Leading comet experts have voiced skepticism over the sensational theory presented by two British astronomers, who claimed the comet currently ‘inhabited’ by the Philae lander could host alien microorganisms from outer space.
The hypothesis of the director of the Buckingham Centre for Astrobiology, Professor Chandra Wickramasinghe and his colleague Dr Max Wallis from the University of Cardiff, claimed that comet 67P/Churyumov-Gerasimenko - and others like it - could be homes to living ”extremophile” organisms. They suggested the comet’s organic-rich black crust could be home to living organisms existing beneath its icy surface.
READ MORE: Home to extraterrestrials? Philae probe could be sitting on comet filled with alien life
“No scientist active in any of the Rosetta instrument science teams assumes the presence of living micro-organisms beneath the cometary surface crust,” Uwe Meierhenrich of Université Nice Sophia Antipolis in France, told the Guardian. Meierhenrich helped develop the COSAC chemical analyzer installed on the Philae probe lander.
Meierhenrich recalled the black color of the comet’s crust was predicted decades ago, in 1986, by J. Mayo Greenberg, who said it was because of the organic molecules present in the comet’s matter reacting to hard solar radiation. It seems Philae’s data doesn’t contradict this theory.
“These explanations seem to be valid, also with regard to new data of the cometary Rosetta mission,” Meierhenrich wrote.
Even though Philae is not equipped with life detectors, the probe’s COSAC and PTOLEMY instruments could measure key organic molecules that life forms known to us consist of.
“We can thereby distinguish between the biological and astrochemical formation of organics,” Meierhenrich stated.
Ahead of the publication of the list of organic molecules already detected on the 67P/Churyumov-Gerasimenko comet, which is planned for late July in the journal Science, Meierhenrich reveals their formation was most probably non-biological.
“Certainly the presence of ice and organic solids on comets in general, and on Churyumov-Gerasimenko in particular, is well established. However, jumping from that to microorganisms and even to lakes of liquid water is going well beyond the data,” Chris McKay, an astrobiologist at NASA's Ames Research Center, told NBC News in an email. “Of course many speculations that go beyond the data prove to be correct when adequate data is collected. But many more speculations that go beyond the data turn out to be incorrect,” McKay wrote.
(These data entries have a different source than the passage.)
/*
 * Copyright (c) godot-rust; Bromeon and contributors.
 * This Source Code Form is subject to the terms of the Mozilla Public
 * License, v. 2.0. If a copy of the MPL was not distributed with this
 * file, You can obtain one at https://mozilla.org/MPL/2.0/.
 */

//! Functions and macros that are not very specific to gdinterop, but come in handy.

use crate as sys;

// ----------------------------------------------------------------------------------------------------------------------------------------------
// Macros

/// Trace output.
#[cfg(feature = "trace")]
#[macro_export]
macro_rules! out {
    ()                          => (eprintln!());
    ($fmt:literal)              => (eprintln!($fmt));
    ($fmt:literal, $($arg:tt)*) => (eprintln!($fmt, $($arg)*));
}

/// Trace output.
#[cfg(not(feature = "trace"))]
#[macro_export]
macro_rules! out {
    ()                          => ({});
    ($fmt:literal)              => ({ use std::io::{sink, Write}; let _ = write!(sink(), $fmt); });
    ($fmt:literal, $($arg:tt)*) => ({ use std::io::{sink, Write}; let _ = write!(sink(), $fmt, $($arg)*); };)
}

// ----------------------------------------------------------------------------------------------------------------------------------------------
// Utility functions

/// Explicitly cast away `const` from a pointer, similar to C++ `const_cast`.
///
/// The `as` conversion simultaneously doing 10 other things, potentially causing unintended transmutations.
pub fn force_mut_ptr<T>(ptr: *const T) -> *mut T {
    ptr as *mut T
}

/// Add `const` to a mut ptr.
pub fn to_const_ptr<T>(ptr: *mut T) -> *const T {
    ptr as *const T
}

/// If `ptr` is not null, returns `Some(mapper(ptr))`; otherwise `None`.
#[inline]
pub fn ptr_then<T, R, F>(ptr: *mut T, mapper: F) -> Option<R>
where
    F: FnOnce(*mut T) -> R,
{
    // Could also use NonNull in signature, but for this project we always deal with FFI raw pointers
    if ptr.is_null() {
        None
    } else {
        Some(mapper(ptr))
    }
}

/// Returns a C `const char*` for a null-terminated byte string.
#[inline]
pub fn c_str(s: &[u8]) -> *const std::ffi::c_char {
    // Ensure null-terminated
    debug_assert!(!s.is_empty() && s[s.len() - 1] == 0);

    s.as_ptr() as *const std::ffi::c_char
}

/// Returns an ad-hoc hash of any object.
pub fn hash_value<T: std::hash::Hash>(t: &T) -> u64 {
    use std::hash::Hasher;
    let mut hasher = std::collections::hash_map::DefaultHasher::new();
    t.hash(&mut hasher);
    hasher.finish()
}

/// Last path segment of a type name, e.g. `Array<i64>` for `gdinterop_core::builtin::Array<i64>`.
pub fn short_type_name<T: ?Sized>() -> String {
    let full = std::any::type_name::<T>();

    // Strip module paths of every segment, including generic arguments.
    let mut out = String::with_capacity(full.len());
    let mut segment = String::new();
    for ch in full.chars() {
        match ch {
            ':' => segment.clear(),
            '<' | '>' | ',' | ' ' | '(' | ')' | '[' | ']' | ';' | '&' => {
                out.push_str(&segment);
                segment.clear();
                out.push(ch);
            }
            _ => segment.push(ch),
        }
    }
    out.push_str(&segment);
    out
}

/// # Safety
/// `version.string` must be null or point to a valid C string.
pub(crate) unsafe fn read_version_string(version: &sys::GDExtensionGodotVersion) -> String {
    if version.string.is_null() {
        return format!("{}.{}.{}", version.major, version.minor, version.patch);
    }

    // SAFETY: see function contract.
    let char_ptr = unsafe { std::ffi::CStr::from_ptr(version.string) };

    let full = String::from_utf8_lossy(char_ptr.to_bytes()).into_owned();
    match full.strip_prefix("Godot Engine ") {
        Some(stripped) => stripped.to_string(),
        None => full,
    }
}

// ----------------------------------------------------------------------------------------------------------------------------------------------
// Tests

#[cfg(test)]
mod tests {
    use super::*;

    #[test]
    fn short_type_names() {
        assert_eq!(short_type_name::<i64>(), "i64");
        assert_eq!(short_type_name::<std::vec::Vec<u8>>(), "Vec<u8>");
        assert_eq!(
            short_type_name::<std::collections::HashMap<String, Vec<i32>>>(),
            "HashMap<String, Vec<i32>>"
        );
    }

    #[test]
    fn ptr_then_null() {
        let null: *mut i32 = std::ptr::null_mut();
        assert_eq!(ptr_then(null, |_| 1), None);

        let mut value = 5;
        assert_eq!(ptr_then(&mut value as *mut i32, |p| unsafe { *p }), Some(5));
    }

    #[test]
    fn version_string_fallback() {
        let version = sys::GDExtensionGodotVersion {
            major: 4,
            minor: 3,
            patch: 1,
            string: std::ptr::null(),
        };

        assert_eq!(unsafe { read_version_string(&version) }, "4.3.1");

        let version = sys::GDExtensionGodotVersion {
            string: c"Godot Engine v4.3.stable.official".as_ptr(),
            ..version
        };
        assert_eq!(
            unsafe { read_version_string(&version) },
            "v4.3.stable.official"
        );
    }
}
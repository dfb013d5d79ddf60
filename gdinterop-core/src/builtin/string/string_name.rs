/*
 * Copyright (c) godot-rust; Bromeon and contributors.
 * This Source Code Form is subject to the terms of the Mozilla Public
 * License, v. 2.0. If a copy of the MPL was not distributed with this
 * file, You can obtain one at https://mozilla.org/MPL/2.0/.
 */

use std::fmt;

use crate::builtin::GString;
use crate::builtin::macros::impl_tracked_builtin;
use crate::lifetime::Tracked;
use crate::sys::NativeStringName;

/// Engine `StringName`: interned string, used for identifiers such as method and signal names.
///
/// Tracked for disposal; see [`lifetime`](crate::lifetime).
pub struct StringName {
    inner: Tracked<NativeStringName>,
}

impl StringName {
    fn from_tracked(inner: Tracked<NativeStringName>) -> Self {
        Self { inner }
    }

    pub(crate) fn with_native<R>(&self, f: impl FnOnce(&NativeStringName) -> R) -> R {
        self.inner.with(f)
    }
}

impl_tracked_builtin!(StringName, NativeStringName);

impl From<&str> for StringName {
    fn from(s: &str) -> Self {
        Self::from_native(NativeStringName::from_str(s))
    }
}

impl From<&GString> for StringName {
    fn from(s: &GString) -> Self {
        Self::from_native(NativeStringName::from_string(s.native()))
    }
}

impl PartialEq for StringName {
    fn eq(&self, other: &Self) -> bool {
        self.to_string() == other.to_string()
    }
}

impl Eq for StringName {}

impl fmt::Display for StringName {
    fn fmt(&self, f: &mut fmt::Formatter<'_>) -> fmt::Result {
        let s = self.inner.with(|native| native.to_rust_string());
        f.write_str(&s)
    }
}

impl fmt::Debug for StringName {
    fn fmt(&self, f: &mut fmt::Formatter<'_>) -> fmt::Result {
        write!(f, "&\"{self}\"")
    }
}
Professor Chandra Wickramasinghe, who proposed the existence of life on the comet, is a world-famous proponent of extraterrestrial origins of life on our planet. He suggested the currently popular theory that carbon-based life on our planet eventually emerged through the molecular “building blocks” brought to Earth by comets.
In 2001, Wickramasinghe said samples of stratospheric dust collected at an altitude of 41km contained extraterrestrial microbes. Two years later, in 2003, he made a supposition that the SARS coronavirus has extraterrestrial origins.